> [Extracted records]
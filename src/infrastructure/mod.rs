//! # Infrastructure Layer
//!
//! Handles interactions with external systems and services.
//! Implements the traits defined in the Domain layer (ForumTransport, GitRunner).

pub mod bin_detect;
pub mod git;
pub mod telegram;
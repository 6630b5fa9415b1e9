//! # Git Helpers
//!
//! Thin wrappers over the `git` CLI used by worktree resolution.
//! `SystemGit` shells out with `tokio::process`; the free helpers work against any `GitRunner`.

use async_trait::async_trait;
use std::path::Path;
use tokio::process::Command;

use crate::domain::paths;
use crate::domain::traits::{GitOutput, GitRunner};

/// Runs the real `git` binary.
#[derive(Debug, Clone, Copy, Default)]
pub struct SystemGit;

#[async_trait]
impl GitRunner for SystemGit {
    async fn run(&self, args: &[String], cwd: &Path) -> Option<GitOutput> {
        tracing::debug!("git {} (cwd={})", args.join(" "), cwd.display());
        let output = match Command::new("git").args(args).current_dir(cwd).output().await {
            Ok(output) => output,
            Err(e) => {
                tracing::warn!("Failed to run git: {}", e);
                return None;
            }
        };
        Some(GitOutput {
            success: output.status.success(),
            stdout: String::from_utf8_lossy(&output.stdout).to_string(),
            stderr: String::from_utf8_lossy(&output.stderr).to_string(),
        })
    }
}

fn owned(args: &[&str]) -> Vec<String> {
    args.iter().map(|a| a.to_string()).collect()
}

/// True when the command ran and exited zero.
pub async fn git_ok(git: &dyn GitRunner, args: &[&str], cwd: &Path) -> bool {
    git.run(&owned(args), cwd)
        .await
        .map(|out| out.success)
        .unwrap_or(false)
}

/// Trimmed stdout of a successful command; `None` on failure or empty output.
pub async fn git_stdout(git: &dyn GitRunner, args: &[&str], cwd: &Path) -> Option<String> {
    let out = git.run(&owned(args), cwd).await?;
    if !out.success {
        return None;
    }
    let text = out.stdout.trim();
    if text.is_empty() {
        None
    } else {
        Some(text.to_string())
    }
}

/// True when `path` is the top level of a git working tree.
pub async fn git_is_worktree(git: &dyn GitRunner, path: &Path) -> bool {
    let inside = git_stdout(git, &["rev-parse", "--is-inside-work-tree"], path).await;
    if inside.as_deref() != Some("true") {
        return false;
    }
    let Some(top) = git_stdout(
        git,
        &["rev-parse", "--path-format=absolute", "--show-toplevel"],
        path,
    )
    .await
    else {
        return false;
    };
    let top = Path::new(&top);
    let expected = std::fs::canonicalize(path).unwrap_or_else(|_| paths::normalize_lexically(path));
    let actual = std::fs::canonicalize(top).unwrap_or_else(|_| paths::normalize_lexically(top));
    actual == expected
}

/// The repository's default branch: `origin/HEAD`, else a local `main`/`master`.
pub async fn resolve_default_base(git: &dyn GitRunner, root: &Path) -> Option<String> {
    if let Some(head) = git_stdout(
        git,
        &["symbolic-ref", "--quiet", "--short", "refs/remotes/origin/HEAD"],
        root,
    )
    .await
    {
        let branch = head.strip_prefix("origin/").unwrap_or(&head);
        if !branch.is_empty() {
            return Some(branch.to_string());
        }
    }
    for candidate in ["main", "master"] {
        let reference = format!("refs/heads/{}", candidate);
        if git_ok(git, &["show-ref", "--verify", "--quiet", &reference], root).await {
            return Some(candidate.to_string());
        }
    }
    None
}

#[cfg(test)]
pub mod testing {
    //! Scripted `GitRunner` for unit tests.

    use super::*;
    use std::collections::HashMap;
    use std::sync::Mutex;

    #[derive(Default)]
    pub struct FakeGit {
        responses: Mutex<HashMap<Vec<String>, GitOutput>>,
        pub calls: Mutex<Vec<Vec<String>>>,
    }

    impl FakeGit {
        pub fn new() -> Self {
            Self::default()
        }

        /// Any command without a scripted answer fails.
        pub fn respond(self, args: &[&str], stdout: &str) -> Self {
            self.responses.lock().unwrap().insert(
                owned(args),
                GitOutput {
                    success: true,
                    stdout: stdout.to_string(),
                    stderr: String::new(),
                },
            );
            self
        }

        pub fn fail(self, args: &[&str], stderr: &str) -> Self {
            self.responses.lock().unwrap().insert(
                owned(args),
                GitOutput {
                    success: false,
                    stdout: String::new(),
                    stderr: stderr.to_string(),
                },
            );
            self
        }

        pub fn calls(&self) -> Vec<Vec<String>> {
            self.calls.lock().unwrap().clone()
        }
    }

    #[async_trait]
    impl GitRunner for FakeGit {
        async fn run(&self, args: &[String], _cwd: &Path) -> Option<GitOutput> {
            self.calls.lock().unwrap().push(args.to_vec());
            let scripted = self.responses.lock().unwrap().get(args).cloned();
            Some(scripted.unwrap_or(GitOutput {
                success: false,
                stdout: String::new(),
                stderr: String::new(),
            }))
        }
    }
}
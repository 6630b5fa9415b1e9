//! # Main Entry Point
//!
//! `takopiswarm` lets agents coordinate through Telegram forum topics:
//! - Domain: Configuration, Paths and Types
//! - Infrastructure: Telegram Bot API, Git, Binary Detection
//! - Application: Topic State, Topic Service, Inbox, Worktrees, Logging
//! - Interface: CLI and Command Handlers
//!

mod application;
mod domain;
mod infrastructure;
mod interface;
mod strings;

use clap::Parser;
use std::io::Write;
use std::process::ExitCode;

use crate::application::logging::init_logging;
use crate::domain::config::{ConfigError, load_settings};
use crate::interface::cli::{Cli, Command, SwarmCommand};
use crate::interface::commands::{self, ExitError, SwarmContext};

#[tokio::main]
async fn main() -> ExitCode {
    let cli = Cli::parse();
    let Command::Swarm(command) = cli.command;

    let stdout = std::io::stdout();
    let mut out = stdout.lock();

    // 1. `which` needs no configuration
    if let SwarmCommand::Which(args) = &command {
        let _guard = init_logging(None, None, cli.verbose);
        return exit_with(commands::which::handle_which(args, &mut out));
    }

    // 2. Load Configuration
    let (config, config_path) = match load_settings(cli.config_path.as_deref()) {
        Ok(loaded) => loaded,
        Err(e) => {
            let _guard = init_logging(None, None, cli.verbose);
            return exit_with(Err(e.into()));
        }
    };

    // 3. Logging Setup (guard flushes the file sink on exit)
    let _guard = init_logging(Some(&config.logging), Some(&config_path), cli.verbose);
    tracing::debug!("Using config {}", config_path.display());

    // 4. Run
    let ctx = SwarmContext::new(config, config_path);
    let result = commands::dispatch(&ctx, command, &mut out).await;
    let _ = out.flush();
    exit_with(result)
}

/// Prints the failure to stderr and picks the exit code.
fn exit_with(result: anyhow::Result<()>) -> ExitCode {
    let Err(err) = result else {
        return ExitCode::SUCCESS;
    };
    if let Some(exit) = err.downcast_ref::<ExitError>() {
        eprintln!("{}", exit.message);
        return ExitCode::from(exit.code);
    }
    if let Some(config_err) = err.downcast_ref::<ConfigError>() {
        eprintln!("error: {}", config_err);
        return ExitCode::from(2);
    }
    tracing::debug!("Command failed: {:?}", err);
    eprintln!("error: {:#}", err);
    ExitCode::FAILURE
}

> [The task]
The range runs from the line above containing "self.calls.lock().unwrap().clone()" to the line containing "needs no configuration", inclusive. Restate those lines word for word and no others.

> [Task result]
            self.calls.lock().unwrap().clone()
        }
    }

    #[async_trait]
    impl GitRunner for FakeGit {
        async fn run(&self, args: &[String], _cwd: &Path) -> Option<GitOutput> {
            self.calls.lock().unwrap().push(args.to_vec());
            let scripted = self.responses.lock().unwrap().get(args).cloned();
            Some(scripted.unwrap_or(GitOutput {
                success: false,
                stdout: String::new(),
                stderr: String::new(),
            }))
        }
    }
}
repository 6630b5fa9415b1e9
//! # Main Entry Point
//!
//! `takopiswarm` lets agents coordinate through Telegram forum topics:
//! - Domain: Configuration, Paths and Types
//! - Infrastructure: Telegram Bot API, Git, Binary Detection
//! - Application: Topic State, Topic Service, Inbox, Worktrees, Logging
//! - Interface: CLI and Command Handlers
//!

mod application;
mod domain;
mod infrastructure;
mod interface;
mod strings;

use clap::Parser;
use std::io::Write;
use std::process::ExitCode;

use crate::application::logging::init_logging;
use crate::domain::config::{ConfigError, load_settings};
use crate::interface::cli::{Cli, Command, SwarmCommand};
use crate::interface::commands::{self, ExitError, SwarmContext};

#[tokio::main]
async fn main() -> ExitCode {
    let cli = Cli::parse();
    let Command::Swarm(command) = cli.command;

    let stdout = std::io::stdout();
    let mut out = stdout.lock();

    // 1. `which` needs no configuration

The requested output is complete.